[About this task]: For each line of the data below, test for "String". Report only the number of lines that pass.

[Saved data entries]:
────────────────────

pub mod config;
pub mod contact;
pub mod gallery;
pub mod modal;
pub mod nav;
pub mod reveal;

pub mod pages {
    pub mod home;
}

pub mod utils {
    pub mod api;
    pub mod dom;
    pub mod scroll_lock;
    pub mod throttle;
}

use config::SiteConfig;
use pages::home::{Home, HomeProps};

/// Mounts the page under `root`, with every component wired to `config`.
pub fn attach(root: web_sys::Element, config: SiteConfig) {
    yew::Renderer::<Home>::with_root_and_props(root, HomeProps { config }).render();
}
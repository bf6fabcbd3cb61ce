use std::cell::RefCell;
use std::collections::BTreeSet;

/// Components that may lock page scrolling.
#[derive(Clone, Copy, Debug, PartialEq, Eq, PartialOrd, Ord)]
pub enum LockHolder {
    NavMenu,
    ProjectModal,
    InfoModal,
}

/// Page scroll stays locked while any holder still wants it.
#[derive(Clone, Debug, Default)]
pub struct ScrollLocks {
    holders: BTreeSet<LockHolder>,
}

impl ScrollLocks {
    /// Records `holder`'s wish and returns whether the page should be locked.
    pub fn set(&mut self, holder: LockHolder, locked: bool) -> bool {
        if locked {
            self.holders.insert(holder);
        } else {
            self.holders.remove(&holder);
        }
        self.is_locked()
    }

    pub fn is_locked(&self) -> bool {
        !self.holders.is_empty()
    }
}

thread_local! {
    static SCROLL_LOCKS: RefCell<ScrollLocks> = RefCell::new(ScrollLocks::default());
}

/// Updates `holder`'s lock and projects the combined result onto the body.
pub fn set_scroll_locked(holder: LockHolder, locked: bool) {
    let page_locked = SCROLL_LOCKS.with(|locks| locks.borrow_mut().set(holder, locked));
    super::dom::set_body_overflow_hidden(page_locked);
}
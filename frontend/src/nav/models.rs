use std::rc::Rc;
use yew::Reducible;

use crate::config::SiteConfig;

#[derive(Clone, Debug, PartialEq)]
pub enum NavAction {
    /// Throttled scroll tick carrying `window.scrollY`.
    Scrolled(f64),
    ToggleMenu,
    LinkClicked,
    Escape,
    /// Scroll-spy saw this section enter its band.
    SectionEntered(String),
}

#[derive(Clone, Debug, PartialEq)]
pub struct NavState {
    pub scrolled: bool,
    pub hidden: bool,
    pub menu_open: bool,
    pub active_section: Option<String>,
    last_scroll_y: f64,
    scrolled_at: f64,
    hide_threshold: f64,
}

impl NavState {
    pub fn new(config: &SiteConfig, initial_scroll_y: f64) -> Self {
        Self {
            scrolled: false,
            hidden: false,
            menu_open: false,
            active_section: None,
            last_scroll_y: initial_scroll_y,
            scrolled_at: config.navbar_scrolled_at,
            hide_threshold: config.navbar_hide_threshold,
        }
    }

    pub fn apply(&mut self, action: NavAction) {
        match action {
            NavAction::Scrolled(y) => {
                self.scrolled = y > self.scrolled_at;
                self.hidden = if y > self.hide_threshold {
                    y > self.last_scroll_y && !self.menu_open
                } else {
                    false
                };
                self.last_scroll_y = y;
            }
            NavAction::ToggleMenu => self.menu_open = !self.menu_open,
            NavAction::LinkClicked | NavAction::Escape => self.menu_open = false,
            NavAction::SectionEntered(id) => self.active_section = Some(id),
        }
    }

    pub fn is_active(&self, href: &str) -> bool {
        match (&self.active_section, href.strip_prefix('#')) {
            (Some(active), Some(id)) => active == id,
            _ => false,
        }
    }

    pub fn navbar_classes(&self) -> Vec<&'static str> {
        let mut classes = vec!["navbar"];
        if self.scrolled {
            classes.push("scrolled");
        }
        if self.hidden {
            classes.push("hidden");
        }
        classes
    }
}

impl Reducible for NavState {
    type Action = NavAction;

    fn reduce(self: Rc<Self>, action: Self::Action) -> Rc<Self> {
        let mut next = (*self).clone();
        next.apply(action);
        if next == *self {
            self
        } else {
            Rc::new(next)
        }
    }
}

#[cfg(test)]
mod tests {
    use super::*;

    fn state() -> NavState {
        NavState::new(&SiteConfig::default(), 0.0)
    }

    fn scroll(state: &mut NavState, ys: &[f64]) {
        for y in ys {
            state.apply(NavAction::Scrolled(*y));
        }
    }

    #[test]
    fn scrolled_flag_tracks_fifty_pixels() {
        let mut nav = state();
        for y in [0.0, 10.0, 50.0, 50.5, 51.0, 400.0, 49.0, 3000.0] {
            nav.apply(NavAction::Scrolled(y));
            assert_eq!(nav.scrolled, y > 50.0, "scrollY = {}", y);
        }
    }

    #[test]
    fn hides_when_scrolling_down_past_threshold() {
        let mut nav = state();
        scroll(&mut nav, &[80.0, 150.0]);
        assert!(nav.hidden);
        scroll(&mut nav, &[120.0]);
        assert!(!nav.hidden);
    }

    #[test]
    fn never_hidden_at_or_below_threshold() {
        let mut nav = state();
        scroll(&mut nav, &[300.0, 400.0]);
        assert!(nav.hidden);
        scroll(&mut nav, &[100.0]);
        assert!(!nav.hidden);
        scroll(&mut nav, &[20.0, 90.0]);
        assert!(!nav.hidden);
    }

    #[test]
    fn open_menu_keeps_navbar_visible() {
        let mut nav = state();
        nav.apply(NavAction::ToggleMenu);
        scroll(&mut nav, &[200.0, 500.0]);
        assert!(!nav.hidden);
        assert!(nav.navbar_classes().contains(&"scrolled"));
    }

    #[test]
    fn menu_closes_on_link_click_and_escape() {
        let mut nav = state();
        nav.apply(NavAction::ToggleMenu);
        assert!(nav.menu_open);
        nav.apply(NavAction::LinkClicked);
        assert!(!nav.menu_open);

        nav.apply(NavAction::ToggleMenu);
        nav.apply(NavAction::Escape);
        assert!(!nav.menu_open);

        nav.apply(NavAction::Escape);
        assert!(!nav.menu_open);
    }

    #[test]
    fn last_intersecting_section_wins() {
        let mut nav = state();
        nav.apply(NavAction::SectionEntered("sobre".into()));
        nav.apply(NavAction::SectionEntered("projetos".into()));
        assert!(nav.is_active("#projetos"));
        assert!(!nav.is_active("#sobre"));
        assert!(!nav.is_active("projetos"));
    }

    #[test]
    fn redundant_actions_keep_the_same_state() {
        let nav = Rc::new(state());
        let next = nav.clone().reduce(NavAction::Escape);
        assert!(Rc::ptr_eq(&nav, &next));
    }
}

────────────────────

[Your solution]: 2